Hukuk devleti ve yargı bağımsızlığı yok edilerek hukuk iktidar ideolojisinin yeniden üretimi için bir sopa gibi kullanılıyor. Temel Haklar ve özgürlüklere yönelik müdahaleler tavan yapmış, Yönetenler toplumu ötekileştirilerek kendisinden saymadığı kimlikleri dışlamış durumda. Daha dün demokrasilerin en temel haklarından biri olan ifade özgürlüğü meclisten geçen Sansür Yasası ile budanıyor, Toplumun yazarı çizeri, aydını gazetecisi konuşmasın isteniyor.
Görünen o ki sürekli kan kaybeden Tek adam iktidarı gitmemek için kendi çıkar ve yandaş gurubunu sıklaştırarak baskı araçlarını daha da koyulaştırıyor. İşte ülkemizin manzarası budur.
Şimdilerde Cumhuriyet Halk Partisini tarihi bir görev beklemektedir.

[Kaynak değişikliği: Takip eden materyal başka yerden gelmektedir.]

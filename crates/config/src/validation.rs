//! Configuration validation
//!
//! Catches misconfiguration at startup rather than mid-batch.

use crate::error::{ConfigError, Result};
use crate::Config;

/// Validate a fully-parsed configuration
pub fn validate_config(config: &Config) -> Result<()> {
    validate_global(config)?;
    validate_memc(config)?;
    validate_shards(config)?;
    Ok(())
}

fn validate_global(config: &Config) -> Result<()> {
    let global = &config.global;

    if global.pattern.is_empty() {
        return Err(ConfigError::invalid_value(
            "global",
            "pattern",
            "must not be empty",
        ));
    }

    if global.workers_per_file == 0 {
        return Err(ConfigError::invalid_value(
            "global",
            "workers_per_file",
            "must be at least 1",
        ));
    }

    if global.task_queue_size == 0 {
        return Err(ConfigError::invalid_value(
            "global",
            "task_queue_size",
            "must be at least 1",
        ));
    }

    if !(global.poll_timeout_secs > 0.0) {
        return Err(ConfigError::invalid_value(
            "global",
            "poll_timeout_secs",
            "must be positive",
        ));
    }

    if !(global.error_rate_threshold > 0.0 && global.error_rate_threshold <= 1.0) {
        return Err(ConfigError::invalid_value(
            "global",
            "error_rate_threshold",
            "must be in (0, 1]",
        ));
    }

    Ok(())
}

fn validate_memc(config: &Config) -> Result<()> {
    let memc = &config.memc;

    if memc.timeout_secs == 0 {
        return Err(ConfigError::invalid_value(
            "memc",
            "timeout_secs",
            "must be at least 1",
        ));
    }

    if !(memc.backoff_factor >= 0.0) {
        return Err(ConfigError::invalid_value(
            "memc",
            "backoff_factor",
            "must be non-negative",
        ));
    }

    Ok(())
}

fn validate_shards(config: &Config) -> Result<()> {
    if config.shards.map.is_empty() {
        return Err(ConfigError::NoShards);
    }

    for (device_type, addr) in &config.shards.map {
        if device_type.is_empty() {
            return Err(ConfigError::invalid_value(
                "shards",
                "device_type",
                "must not be empty",
            ));
        }

        // host:port, both halves non-empty
        let valid = addr
            .rsplit_once(':')
            .is_some_and(|(host, port)| !host.is_empty() && port.parse::<u16>().is_ok());
        if !valid {
            return Err(ConfigError::invalid_value(
                "shards",
                "address",
                format!("'{addr}' for '{device_type}' is not host:port"),
            ));
        }
    }

    Ok(())
}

CHP yarım asrı aşkın bir süredir örselenen, tahrip edilen ve sonuçta siyasal İslamcı bir anlayışa teslim edilen ülkeyi Cumhuriyet ve Demokrasi ile yeniden bir kez daha kuracaktır. Hukukun Üstünlüğüne dayalı, Yargısı bağımsız, emeğin en yüce değer olduğu, üreteni değerli kılan çağdaş değerlere bağlı, laikliği içselleştirmiş, bilimin yol göstericiliğine inanan, çağdaş eğitimin biçimlendirdiği genç kuşağın yetiştirilmesi ve yönetime katılmasına hepimiz destek vermek zorundayız. Bunun için adayım.

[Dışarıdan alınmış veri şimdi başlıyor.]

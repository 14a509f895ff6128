//! Export packaging.
//!
//! Assembles an artifact plus derived manifest, readme and bootstrap
//! files into an in-memory zip archive. The file set is a pure function
//! of the artifact and framework, so exports are reproducible. Failures
//! here never touch the artifact itself.

use std::io::{Cursor, Write};

use thiserror::Error;
use zip::write::FileOptions;
use zip::ZipWriter;

use crate::domain::{Artifact, Framework};

/// Archive assembly failure
#[derive(Debug, Error)]
pub enum ExportError {
    #[error("archive assembly failed: {0}")]
    Archive(#[from] zip::result::ZipError),

    #[error("archive write failed: {0}")]
    Io(#[from] std::io::Error),
}

/// Zip entry base-name derived from the artifact name. The name is
/// model-controlled text, so path separators and parent-dir hops are
/// stripped before it can shape an archive entry.
fn file_base_name(name: &str) -> String {
    let cleaned: String = name.chars().filter(|c| !matches!(c, '/' | '\\')).collect();
    let cleaned = cleaned.replace("..", "");
    if cleaned.trim().is_empty() {
        "Component".to_string()
    } else {
        cleaned
    }
}

/// Download file name for the packaged archive
pub fn archive_file_name(artifact: &Artifact, framework: Framework) -> String {
    format!(
        "{}-{}-component.zip",
        file_base_name(&artifact.name).to_lowercase(),
        framework
    )
}

/// Package an artifact into a downloadable zip blob.
///
/// Contents: `<name>.<ext>` with the component source, `styles.css`
/// when trimmed style text exists, `package.json` from the framework
/// dependency table, a generated `README.md`, and for React an
/// `index.js` bootstrap referencing the component by name.
pub fn package(artifact: &Artifact, framework: Framework) -> Result<Vec<u8>, ExportError> {
    let mut zip = ZipWriter::new(Cursor::new(Vec::new()));
    let options = FileOptions::default();

    let base_name = file_base_name(&artifact.name);
    let component_file = format!("{}.{}", base_name, framework.extension());
    zip.start_file(component_file.as_str(), options)?;
    zip.write_all(artifact.source.as_bytes())?;

    let style = artifact.style.trim();
    if !style.is_empty() {
        zip.start_file("styles.css", options)?;
        zip.write_all(artifact.style.as_bytes())?;
    }

    zip.start_file("package.json", options)?;
    let manifest = serde_json::to_string_pretty(&framework.manifest())
        .map_err(|e| ExportError::Io(e.into()))?;
    zip.write_all(manifest.as_bytes())?;

    if framework == Framework::React {
        zip.start_file("index.js", options)?;
        zip.write_all(react_bootstrap(&base_name).as_bytes())?;
    }

    zip.start_file("README.md", options)?;
    zip.write_all(readme(artifact, framework).as_bytes())?;

    let cursor = zip.finish()?;
    Ok(cursor.into_inner())
}

/// Entry file rendering the component, React only
fn react_bootstrap(name: &str) -> String {
    format!(
        "import React from 'react';\n\
         import ReactDOM from 'react-dom/client';\n\
         import {name} from './{name}';\n\
         \n\
         const root = ReactDOM.createRoot(document.getElementById('root'));\n\
         root.render(<{name} />);\n"
    )
}

/// Generated README with a fenced listing of the source
fn readme(artifact: &Artifact, framework: Framework) -> String {
    let mut text = format!(
        "# {}\n\n{}\n\n## Tech Stack: {}\n\n## Usage\n\n```{}\n{}\n```\n\n## Installation\n\n```bash\nnpm install\n```\n",
        artifact.name,
        artifact.description,
        framework.label(),
        framework.extension(),
        artifact.source,
    );

    if !artifact.style.trim().is_empty() {
        text.push_str(
            "\n## Additional CSS\n\nInclude the styles.css file in your project for additional styling.\n",
        );
    }

    text
}

#[cfg(test)]
mod tests {
    use super::*;
    use std::io::Read;

    fn sample() -> Artifact {
        Artifact::new(
            "PricingCard",
            "3-tier pricing",
            "<div class=\"p-4\">cards</div>",
            "",
        )
    }

    fn entries(bytes: &[u8]) -> Vec<String> {
        let mut archive = zip::ZipArchive::new(Cursor::new(bytes.to_vec())).unwrap();
        (0..archive.len())
            .map(|i| archive.by_index(i).unwrap().name().to_string())
            .collect()
    }

    fn read_entry(bytes: &[u8], name: &str) -> String {
        let mut archive = zip::ZipArchive::new(Cursor::new(bytes.to_vec())).unwrap();
        let mut entry = archive.by_name(name).unwrap();
        let mut content = String::new();
        entry.read_to_string(&mut content).unwrap();
        content
    }

    #[test]
    fn test_react_archive_contents() {
        let bytes = package(&sample(), Framework::React).unwrap();
        let names = entries(&bytes);
        assert!(names.contains(&"PricingCard.jsx".to_string()));
        assert!(names.contains(&"package.json".to_string()));
        assert!(names.contains(&"index.js".to_string()));
        assert!(names.contains(&"README.md".to_string()));
        assert!(!names.contains(&"styles.css".to_string()));
    }

    #[test]
    fn test_non_react_has_no_bootstrap() {
        let bytes = package(&sample(), Framework::Vue).unwrap();
        let names = entries(&bytes);
        assert!(names.contains(&"PricingCard.vue".to_string()));
        assert!(!names.contains(&"index.js".to_string()));
    }

    #[test]
    fn test_styles_file_only_when_style_present() {
        let mut artifact = sample();
        artifact.style = ".card { color: blue; }".to_string();
        let bytes = package(&artifact, Framework::React).unwrap();
        assert!(entries(&bytes).contains(&"styles.css".to_string()));
        assert_eq!(read_entry(&bytes, "styles.css"), ".card { color: blue; }");
    }

    #[test]
    fn test_blank_style_omitted() {
        let mut artifact = sample();
        artifact.style = "   \n".to_string();
        let bytes = package(&artifact, Framework::React).unwrap();
        assert!(!entries(&bytes).contains(&"styles.css".to_string()));
    }

    #[test]
    fn test_readme_mentions_style_note_only_with_style() {
        let plain = readme(&sample(), Framework::React);
        assert!(!plain.contains("Additional CSS"));

        let mut styled = sample();
        styled.style = ".x {}".to_string();
        let with_note = readme(&styled, Framework::React);
        assert!(with_note.contains("Additional CSS"));
        assert!(with_note.contains("# PricingCard"));
        assert!(with_note.contains("Tech Stack: React"));
    }

    #[test]
    fn test_bootstrap_references_component_name() {
        let bytes = package(&sample(), Framework::React).unwrap();
        let bootstrap = read_entry(&bytes, "index.js");
        assert!(bootstrap.contains("import PricingCard from './PricingCard'"));
        assert!(bootstrap.contains("<PricingCard />"));
    }

    #[test]
    fn test_archive_file_name() {
        assert_eq!(
            archive_file_name(&sample(), Framework::ReactNative),
            "pricingcard-react-native-component.zip"
        );
    }

    #[test]
    fn test_traversal_name_stripped_from_entries() {
        let mut artifact = sample();
        artifact.name = "../../etc/Card".to_string();

        let bytes = package(&artifact, Framework::React).unwrap();
        let names = entries(&bytes);
        assert!(names.contains(&"etcCard.jsx".to_string()));
        assert!(names.iter().all(|n| !n.contains('/') && !n.contains("..")));

        let bootstrap = read_entry(&bytes, "index.js");
        assert!(bootstrap.contains("import etcCard from './etcCard'"));

        assert_eq!(
            archive_file_name(&artifact, Framework::React),
            "etccard-react-component.zip"
        );
    }

    #[test]
    fn test_separator_only_name_gets_placeholder() {
        let mut artifact = sample();
        artifact.name = "..//..".to_string();

        let bytes = package(&artifact, Framework::Vue).unwrap();
        assert!(entries(&bytes).contains(&"Component.vue".to_string()));
    }
}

Kadınlarımızın toplumsal rollerini, erkekle eşit, daha görünür kılarak, kadına karşı şiddeti tümüyle ortadan kaldırma uğraşını vermek için adayım.
Türk köylüsünün üretimden çekilmesinin doğuracağı büyük yıkımı anlatmak için buradayım.
İşçinin/Emeklinin/ Çalışanın/ Tüm kamu görevlilerinin ve özetle emekçinin insanca yaşayabileceği bir ücret ve gelire ulaşması için verilecek uğraşta yanlarında olmak için buradayım.
Temel hak ve özgürlüklerin çağdaş normlar düzeyinde bir kazanım olması için, İnsanca ve adil, paylaşımcı bir düzenin kurulmasına katkı vermek, Hukuk Devleti, İnsan Hakları ve Demokrasi için CHP deyim ve buradayım.
Ülkemin en güzide kentlerinden biri olan Bolu halkı, kadınlarımız, gençlerimiz, emekçilerimiz, işçilerimiz, esnafımız, öğrencilerimiz, çalışanlar ve tüm emekliler dahil olmak üzere öteki saymadığımız herkes için buradayım ve CHP için adayım.
Sizin katkılarını bizim için CHP için son derece değerli ve önemli. Hepinize tekrar tekrar teşekkür ederek saygılar sunuyorum.